**REQUIREMENT**.
Set down exactly the lines below, starting at the one that contains "#[derive(Debug, Subcommand)]" and ending at the one that contains "the CLI command", with both of those lines included and nothing else.

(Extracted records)

____

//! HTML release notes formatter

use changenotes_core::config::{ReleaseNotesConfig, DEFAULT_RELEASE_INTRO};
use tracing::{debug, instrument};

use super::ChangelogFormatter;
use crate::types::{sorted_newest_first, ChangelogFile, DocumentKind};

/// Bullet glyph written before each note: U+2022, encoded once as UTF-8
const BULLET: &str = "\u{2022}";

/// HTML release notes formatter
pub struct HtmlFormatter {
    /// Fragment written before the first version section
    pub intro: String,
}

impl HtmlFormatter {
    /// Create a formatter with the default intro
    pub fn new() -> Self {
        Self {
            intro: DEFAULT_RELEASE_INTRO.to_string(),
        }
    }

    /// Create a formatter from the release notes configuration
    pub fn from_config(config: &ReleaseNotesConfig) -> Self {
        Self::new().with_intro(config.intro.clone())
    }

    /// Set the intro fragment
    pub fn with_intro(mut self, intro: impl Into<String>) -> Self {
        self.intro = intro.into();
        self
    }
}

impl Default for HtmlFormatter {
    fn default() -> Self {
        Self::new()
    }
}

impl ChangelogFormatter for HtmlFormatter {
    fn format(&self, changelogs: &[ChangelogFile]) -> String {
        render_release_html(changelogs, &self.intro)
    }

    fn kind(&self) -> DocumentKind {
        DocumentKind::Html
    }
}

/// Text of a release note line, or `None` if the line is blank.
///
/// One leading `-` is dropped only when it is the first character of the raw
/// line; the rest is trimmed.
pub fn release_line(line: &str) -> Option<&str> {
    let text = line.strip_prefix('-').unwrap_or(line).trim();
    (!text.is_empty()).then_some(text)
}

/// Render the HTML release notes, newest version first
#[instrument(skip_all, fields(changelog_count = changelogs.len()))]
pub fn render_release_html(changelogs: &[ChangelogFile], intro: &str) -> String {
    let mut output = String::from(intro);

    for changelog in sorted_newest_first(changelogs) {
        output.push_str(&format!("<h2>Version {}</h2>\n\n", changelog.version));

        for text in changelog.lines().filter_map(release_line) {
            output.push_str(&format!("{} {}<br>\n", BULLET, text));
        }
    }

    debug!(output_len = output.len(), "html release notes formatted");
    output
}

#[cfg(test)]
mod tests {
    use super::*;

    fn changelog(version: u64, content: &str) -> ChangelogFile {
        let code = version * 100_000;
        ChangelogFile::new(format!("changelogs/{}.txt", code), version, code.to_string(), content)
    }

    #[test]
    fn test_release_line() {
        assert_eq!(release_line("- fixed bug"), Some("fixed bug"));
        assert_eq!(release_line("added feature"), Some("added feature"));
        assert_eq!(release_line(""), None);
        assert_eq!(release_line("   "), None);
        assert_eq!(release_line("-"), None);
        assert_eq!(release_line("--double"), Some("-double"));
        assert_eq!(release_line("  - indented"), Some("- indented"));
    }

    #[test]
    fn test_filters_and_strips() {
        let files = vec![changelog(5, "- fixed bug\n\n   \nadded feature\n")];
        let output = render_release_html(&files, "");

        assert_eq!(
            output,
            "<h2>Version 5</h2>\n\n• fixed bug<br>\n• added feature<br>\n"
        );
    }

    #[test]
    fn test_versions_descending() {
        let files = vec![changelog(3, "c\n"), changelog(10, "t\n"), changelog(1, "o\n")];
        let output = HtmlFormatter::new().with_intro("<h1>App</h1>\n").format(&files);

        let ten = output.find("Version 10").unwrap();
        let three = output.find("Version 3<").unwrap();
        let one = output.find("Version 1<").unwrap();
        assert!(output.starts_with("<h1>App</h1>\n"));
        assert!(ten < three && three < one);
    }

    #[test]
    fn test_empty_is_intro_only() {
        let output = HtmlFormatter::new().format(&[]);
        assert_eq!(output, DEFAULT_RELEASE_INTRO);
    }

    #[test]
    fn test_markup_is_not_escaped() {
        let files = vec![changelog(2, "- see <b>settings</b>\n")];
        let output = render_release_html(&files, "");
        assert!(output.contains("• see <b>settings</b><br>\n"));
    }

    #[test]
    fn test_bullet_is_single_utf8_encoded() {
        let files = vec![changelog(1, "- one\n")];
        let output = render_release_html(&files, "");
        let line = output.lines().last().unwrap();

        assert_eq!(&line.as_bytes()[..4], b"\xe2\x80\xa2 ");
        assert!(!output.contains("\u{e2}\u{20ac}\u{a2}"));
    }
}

____

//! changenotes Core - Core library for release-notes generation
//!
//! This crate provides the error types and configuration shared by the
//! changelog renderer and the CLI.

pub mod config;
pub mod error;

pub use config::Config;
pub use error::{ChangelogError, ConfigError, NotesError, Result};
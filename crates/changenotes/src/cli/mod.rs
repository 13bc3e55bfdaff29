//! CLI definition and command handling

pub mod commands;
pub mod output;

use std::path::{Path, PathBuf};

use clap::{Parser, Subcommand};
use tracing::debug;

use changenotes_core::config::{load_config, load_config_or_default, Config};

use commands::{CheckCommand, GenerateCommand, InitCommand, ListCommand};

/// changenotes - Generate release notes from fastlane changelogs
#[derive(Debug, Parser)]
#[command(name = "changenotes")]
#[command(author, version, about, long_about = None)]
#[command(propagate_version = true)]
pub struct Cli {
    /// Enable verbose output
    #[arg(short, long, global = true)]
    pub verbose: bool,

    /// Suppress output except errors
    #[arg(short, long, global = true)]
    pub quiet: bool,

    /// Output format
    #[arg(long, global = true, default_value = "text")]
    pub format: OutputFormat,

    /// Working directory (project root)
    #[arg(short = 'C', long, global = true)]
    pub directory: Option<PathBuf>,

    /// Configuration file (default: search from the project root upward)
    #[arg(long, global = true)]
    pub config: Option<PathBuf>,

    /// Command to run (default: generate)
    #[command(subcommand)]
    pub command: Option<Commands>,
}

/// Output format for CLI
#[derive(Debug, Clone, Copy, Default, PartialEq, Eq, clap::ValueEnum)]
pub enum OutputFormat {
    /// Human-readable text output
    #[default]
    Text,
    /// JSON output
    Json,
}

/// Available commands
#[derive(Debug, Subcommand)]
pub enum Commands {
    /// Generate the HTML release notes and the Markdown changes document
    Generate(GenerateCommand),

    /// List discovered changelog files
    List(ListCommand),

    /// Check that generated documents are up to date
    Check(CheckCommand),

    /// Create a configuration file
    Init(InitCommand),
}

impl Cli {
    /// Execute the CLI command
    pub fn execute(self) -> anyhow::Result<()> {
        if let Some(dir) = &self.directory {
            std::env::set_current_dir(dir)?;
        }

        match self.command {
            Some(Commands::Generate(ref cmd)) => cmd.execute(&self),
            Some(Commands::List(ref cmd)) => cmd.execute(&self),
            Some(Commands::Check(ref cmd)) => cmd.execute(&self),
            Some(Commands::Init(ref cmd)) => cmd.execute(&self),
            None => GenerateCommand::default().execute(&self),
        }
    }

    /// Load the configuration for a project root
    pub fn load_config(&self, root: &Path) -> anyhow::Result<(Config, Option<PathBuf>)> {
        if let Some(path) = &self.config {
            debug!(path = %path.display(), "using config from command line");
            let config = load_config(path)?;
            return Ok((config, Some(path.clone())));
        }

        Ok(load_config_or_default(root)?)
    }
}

____

**YOUR RESPONSE**.
#[derive(Debug, Subcommand)]
pub enum Commands {
    /// Generate the HTML release notes and the Markdown changes document
    Generate(GenerateCommand),

    /// List discovered changelog files
    List(ListCommand),

    /// Check that generated documents are up to date
    Check(CheckCommand),

    /// Create a configuration file
    Init(InitCommand),
}

impl Cli {
    /// Execute the CLI command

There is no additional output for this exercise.